Московский литератор
 № 11, июнь, 2015 г. Главная | Архив | Обратная связь 


Валерий Иванов-Таганский
НИКОЛАЙ ПЕТЕВ: «МОЯ ОДИННАДЦАТАЯ ЗАПОВЕДЬ»

          
     Он любил Чехова. О Чехове Николай Петев знал практически все. Вплоть до того, как Антом Павлович питался. Не исключено, что именно поэтому Николай с утра не завтракал. Пил только кофе, а в обед любил бульон. Со мной он был всегда откровенным. Зная о том, что дальше меня ничего не пойдет, он делился своими наблюдения о болгарских писателях. Как правило, это были добрые, юмористические зарисовки. Своим коллегам писателям он многое прощал. За редким случаем горько говорил: я ему помог, а он обиделся, что мало.
     Николай Петев был сильным человеком. У него была внешность интеллигента-разночинца. Голос был негромким, а манера общения больше просительная, чем командная. Силу ему придавали убеждения, и — любовь к России. Есть один аспект, о котором нельзя говорить не без уважения.
     Несмотря на виртуозную гибкость политической и творческой элиты Болгарии, многие писатели сохранили чувство генетической привязанности к стране-освободительнице. С годами это не выветрилось и в критических ситуациях по-разному проявлялось. Вот почему писательское "меньшинство" на каждых выборах хоть и боролось за "либеральный курс", но, в конце концов, уступая большинству, своим Председателем все-таки выбирали Петева.
     Не в пример многим писателям, он хорошо разбирался в политике. (Одно время он даже был выдвинут БСП на пост вице-президента Болгарии). Нередко говорил, что России за короткий период надо пробежать расстояние развития, которое другие народы и цивилизации проходили в течение долгого времени; к тому же без войн и революционных потрясений. "Если эта точка "фазового перехода" не произойдет, — повторял он, — Россию ототрут на обочину для прозябания на задворках истории". Говоря о малых нациях, живущих на границах больших цивилизационных ареалов, Петев утверждал, что "встраиваясь в глобальный мир нельзя, прикрываясь национальными интересами, поддерживать продажную элиту, привыкшую к роли перебежчиков и цивилизационных оборотней, к ощущению себя то ли жертвой, то ли пионером исторического процесса".

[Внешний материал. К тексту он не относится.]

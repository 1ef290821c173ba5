//! Configuration types and CLI option enums.
//!
//! The enums derive `clap::ValueEnum` so the binary can expose them directly
//! as flag values; `Config` itself has no CLI dependency.

use std::path::PathBuf;
use std::time::Duration;

use clap::ValueEnum;

use crate::config::constants::{
    COUNTRY_CODES_FILE, DEFAULT_ASN_ORIGIN_ZONE, DEFAULT_MAX_CONCURRENCY, DEFAULT_RDAP_URL,
    HOME_COUNTRY, LOOKUP_TIMEOUT_SECS,
};

/// Logging level for the application.
///
/// Controls the verbosity of log output, from most restrictive (Error) to most
/// verbose (Trace).
#[derive(Clone, Debug, ValueEnum)]
pub enum LogLevel {
    /// Only error messages
    Error,
    /// Error and warning messages
    Warn,
    /// Error, warning, and informational messages
    Info,
    /// All messages except trace
    Debug,
    /// All messages including trace
    Trace,
}

impl From<LogLevel> for log::LevelFilter {
    fn from(l: LogLevel) -> Self {
        match l {
            LogLevel::Error => log::LevelFilter::Error,
            LogLevel::Warn => log::LevelFilter::Warn,
            LogLevel::Info => log::LevelFilter::Info,
            LogLevel::Debug => log::LevelFilter::Debug,
            LogLevel::Trace => log::LevelFilter::Trace,
        }
    }
}

/// Log output format.
#[derive(Clone, Debug, ValueEnum)]
pub enum LogFormat {
    /// Human-readable format with colors (default)
    Plain,
    /// Structured JSON format for machine parsing
    Json,
}

/// How the connection-state column is matched.
///
/// `Exact` only accepts a fixed list of state words. `Legacy` accepts any
/// token that starts with one of the letters of
/// `LAST_ACKCLOSE_WAITESTABLISHEDLISTENING`, which is what earlier versions
/// of this tool did; it lets through `SYN_SENT`, `TIME_WAIT` and even `STALE`.
#[derive(Clone, Copy, Debug, Default, PartialEq, Eq, ValueEnum)]
pub enum StateMatching {
    /// Match a fixed list of state words
    #[default]
    Exact,
    /// Match any token starting with a letter of the historical state alphabet
    Legacy,
}

/// Layout of the redlist output file.
///
/// `Concatenated` reproduces the historical file format, where entries were
/// written back-to-back with no separator. Files written that way cannot be
/// read line by line, so `Lines` is the default.
#[derive(Clone, Copy, Debug, Default, PartialEq, Eq, ValueEnum)]
pub enum OutputLayout {
    /// One entry per line, each terminated by `\n`
    #[default]
    Lines,
    /// Entries written back-to-back without separators
    Concatenated,
}

/// Library configuration (no CLI dependencies).
///
/// # Examples
///
/// ```no_run
/// use netstat_redlist::Config;
/// use std::path::PathBuf;
///
/// let config = Config {
///     input: PathBuf::from("netstat.txt"),
///     output: PathBuf::from("redlist.txt"),
///     ..Default::default()
/// };
/// ```
#[derive(Debug, Clone)]
pub struct Config {
    /// `netstat -an` output to scan
    pub input: PathBuf,

    /// Redlist output file
    pub output: PathBuf,

    /// Country name/code side file
    pub country_codes: PathBuf,

    /// Country code treated as domestic
    pub home_country: String,

    /// Per-address lookup timeout in seconds
    pub timeout_seconds: u64,

    /// Maximum concurrent lookups
    pub max_concurrency: usize,

    /// RDAP service base URL
    pub rdap_url: String,

    /// ASN-origin DNS zone consulted when RDAP has no country (`None` disables)
    pub asn_origin_zone: Option<String>,

    /// State column matching mode
    pub state_matching: StateMatching,

    /// Output file layout
    pub output_layout: OutputLayout,

    /// Log level
    pub log_level: LogLevel,

    /// Log format
    pub log_format: LogFormat,
}

impl Config {
    /// Lookup timeout as a `Duration`.
    pub fn lookup_timeout(&self) -> Duration {
        Duration::from_secs(self.timeout_seconds)
    }
}

impl Default for Config {
    fn default() -> Self {
        Self {
            input: PathBuf::from("netstat.txt"),
            output: PathBuf::from("redlist.txt"),
            country_codes: PathBuf::from(COUNTRY_CODES_FILE),
            home_country: HOME_COUNTRY.to_string(),
            timeout_seconds: LOOKUP_TIMEOUT_SECS,
            max_concurrency: DEFAULT_MAX_CONCURRENCY,
            rdap_url: DEFAULT_RDAP_URL.to_string(),
            asn_origin_zone: Some(DEFAULT_ASN_ORIGIN_ZONE.to_string()),
            state_matching: StateMatching::Exact,
            output_layout: OutputLayout::Lines,
            log_level: LogLevel::Warn,
            log_format: LogFormat::Plain,
        }
    }
}
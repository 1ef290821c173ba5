//! Processing statistics tracking.
//!
//! Thread-safe counters for lookup failures and informational events,
//! shared across lookup tasks.

use std::collections::HashMap;
use std::sync::atomic::{AtomicUsize, Ordering};
use strum::IntoEnumIterator;

use super::types::{ErrorType, InfoType};

/// Thread-safe processing statistics tracker.
///
/// Every `ErrorType` and `InfoType` variant gets an atomic counter at
/// construction, so increments from concurrent lookup tasks never allocate.
#[derive(Debug)]
pub struct ProcessingStats {
    errors: HashMap<ErrorType, AtomicUsize>,
    info: HashMap<InfoType, AtomicUsize>,
}

impl Default for ProcessingStats {
    fn default() -> Self {
        Self::new()
    }
}

impl ProcessingStats {
    pub fn new() -> Self {
        let mut errors = HashMap::new();
        for error in ErrorType::iter() {
            errors.insert(error, AtomicUsize::new(0));
        }

        let mut info = HashMap::new();
        for info_type in InfoType::iter() {
            info.insert(info_type, AtomicUsize::new(0));
        }

        ProcessingStats { errors, info }
    }

    /// Increment an error counter.
    pub fn increment_error(&self, error: ErrorType) {
        if let Some(counter) = self.errors.get(&error) {
            counter.fetch_add(1, Ordering::Relaxed);
        } else {
            log::error!(
                "Attempted to increment error counter for {:?} which is not in the map.",
                error
            );
        }
    }

    /// Increment an info counter.
    pub fn increment_info(&self, info_type: InfoType) {
        if let Some(counter) = self.info.get(&info_type) {
            counter.fetch_add(1, Ordering::Relaxed);
        } else {
            log::error!(
                "Attempted to increment info counter for {:?} which is not in the map.",
                info_type
            );
        }
    }

    /// Add `n` to an info counter.
    pub fn add_info(&self, info_type: InfoType, n: usize) {
        if let Some(counter) = self.info.get(&info_type) {
            counter.fetch_add(n, Ordering::Relaxed);
        }
    }

    /// Get the count for an error type.
    pub fn get_error_count(&self, error: ErrorType) -> usize {
        self.errors
            .get(&error)
            .map(|c| c.load(Ordering::SeqCst))
            .unwrap_or(0)
    }

    /// Get the count for an info type.
    pub fn get_info_count(&self, info_type: InfoType) -> usize {
        self.info
            .get(&info_type)
            .map(|c| c.load(Ordering::SeqCst))
            .unwrap_or(0)
    }

    /// Get total error count across all error types.
    pub fn total_errors(&self) -> usize {
        ErrorType::iter().map(|e| self.get_error_count(e)).sum()
    }

    /// Get total info count across all info types.
    pub fn total_info(&self) -> usize {
        InfoType::iter().map(|i| self.get_info_count(i)).sum()
    }
}
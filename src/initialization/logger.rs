//! Logger initialization.
//!
//! This module provides functions to initialize the logger with custom formatting.

use std::io::Write;

use crate::config::LogFormat;
use crate::error_handling::InitializationError;
use colored::*;
use log::LevelFilter;

/// Initializes the logger with the specified level and format.
///
/// Configures `env_logger` with custom formatting. Supports both plain text
/// (with colors) and JSON formats for structured logging.
///
/// The logger reads from the `RUST_LOG` environment variable by default, but
/// the provided `level` parameter overrides it.
///
/// Log lines go to stderr. Progress lines and the redlist report are printed
/// to stdout separately, so `--log-level debug` never interleaves with the
/// report when stdout is redirected.
///
/// # Errors
///
/// Returns `InitializationError::LoggerError` if a logger is already installed.
///
/// # Examples
///
/// ```bash
/// RUST_LOG=debug netstat_redlist -i netstat.txt -o redlist.txt
///
/// # CLI level takes precedence
/// RUST_LOG=debug netstat_redlist -i netstat.txt -o redlist.txt --log-level info
/// ```
pub fn init_logger_with(level: LevelFilter, format: LogFormat) -> Result<(), InitializationError> {
    let mut builder = env_logger::Builder::from_default_env();

    builder.filter_level(level);
    builder.filter_module("reqwest", LevelFilter::Info);
    builder.filter_module("hyper", LevelFilter::Info);
    builder.filter_module("hyper_util", LevelFilter::Info);
    builder.filter_module("rustls", LevelFilter::Warn);
    builder.filter_module("netstat_redlist", level);

    match format {
        LogFormat::Json => {
            builder.format(|buf, record| {
                writeln!(
                    buf,
                    "{{\"ts\":{},\"level\":\"{}\",\"target\":\"{}\",\"msg\":{}}}",
                    chrono::Utc::now().timestamp_millis(),
                    record.level(),
                    record.target(),
                    serde_json::to_string(&record.args().to_string())
                        .unwrap_or_else(|_| "\"\"".into())
                )
            });
        }
        LogFormat::Plain => {
            builder.format(|buf, record| {
                let level = record.level();
                let colored_level = match level {
                    log::Level::Error => level.to_string().red(),
                    log::Level::Warn => level.to_string().yellow(),
                    log::Level::Info => level.to_string().green(),
                    log::Level::Debug => level.to_string().blue(),
                    log::Level::Trace => level.to_string().purple(),
                };

                writeln!(
                    buf,
                    "{} [{}] {}",
                    record.target().cyan(),
                    colored_level,
                    record.args()
                )
            });
        }
    }

    // try_init: tests may install a logger more than once per process
    builder.try_init().map_err(InitializationError::from)?;

    Ok(())
}
//! HTTP client initialization.

use std::sync::Arc;
use std::time::Duration;

use reqwest::ClientBuilder;

use crate::error_handling::InitializationError;

/// Initializes the HTTP client used for RDAP lookups.
///
/// The lookup timeout doubles as the client's request and connect timeout.
///
/// # Errors
///
/// Returns `InitializationError::HttpClientError` if the client cannot be built.
pub fn init_client(timeout: Duration) -> Result<Arc<reqwest::Client>, InitializationError> {
    let client = ClientBuilder::new()
        .timeout(timeout)
        .connect_timeout(timeout)
        .user_agent(format!("netstat_redlist/{}", env!("CARGO_PKG_VERSION")))
        .build()?;
    Ok(Arc::new(client))
}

     То, что по ошибке воспринимали за его "слабость" как руководителя, опять-таки, исходило из любви к России. Не было собрания, чтобы его не упрекали за русофильство и заметное небрежение к западной культуре. Многим помнится его шутка: когда лауреат Пулитцеровской премии расхвастался об истории "американской цивилизации", Петев прервал его и, указав на ближайший забор старинного дома в Софии, сказал: "Господин, забор этого дома на триста лет старше вашей цивилизации".
     Отчетливо помню, когда я первый раз познакомился с Николаем в Болгарии, в ресторане "Парнас".
     В этом мрачноватом, старинном доме на втором и третьем этажах находится резиденция "Союза болгарских писателей", а внизу — в ресторане, где, как и у нас в "Доме литераторов", было "место небожителей подвала". Там за ракией и чашей вина нередко решались текущие вопросы писательского сообщества. Разговоры были демократичными, как правило, много шутили и в меру выпивали. При этом никаких начальственных нот в общении Петева с коллегами я никогда не замечал. В своем кабинете на улице "6-е Сентября" он бывал редко. Вообще, как мне показалось, он был не кабинетным писателем и руководителем. Писал чаще у себя "на селе", в провинции, где под лестницей своего дома забетонировал в стальной капсуле "послание будущим поколениям Болгарии". Многим это показалось чудачеством, но мне, присутствующему на этом "историческом акте", это понравилось. Это был домашний спектакль, в котором я был дорогой зритель. Он нередко обращался к писателям со словом: "Дорогой!" Кабинет не добавлял ему значимости, он его съеживал и уменьшал, ему было неуютно перед такими же писателями изображать из себя благодетеля и патриарха. Вместе с тем, когда проходило знаменитое совместное путешествие писателей Болгарии и России на теплоходе "Илья Репин" по Волге и городам и весям этого края, Петев напоминал сказочного флотоводца, сумевшего вместе с поэтом В. Масаловым (руководителем русской делегации), придать этим "литературным баталиям" историческое значение.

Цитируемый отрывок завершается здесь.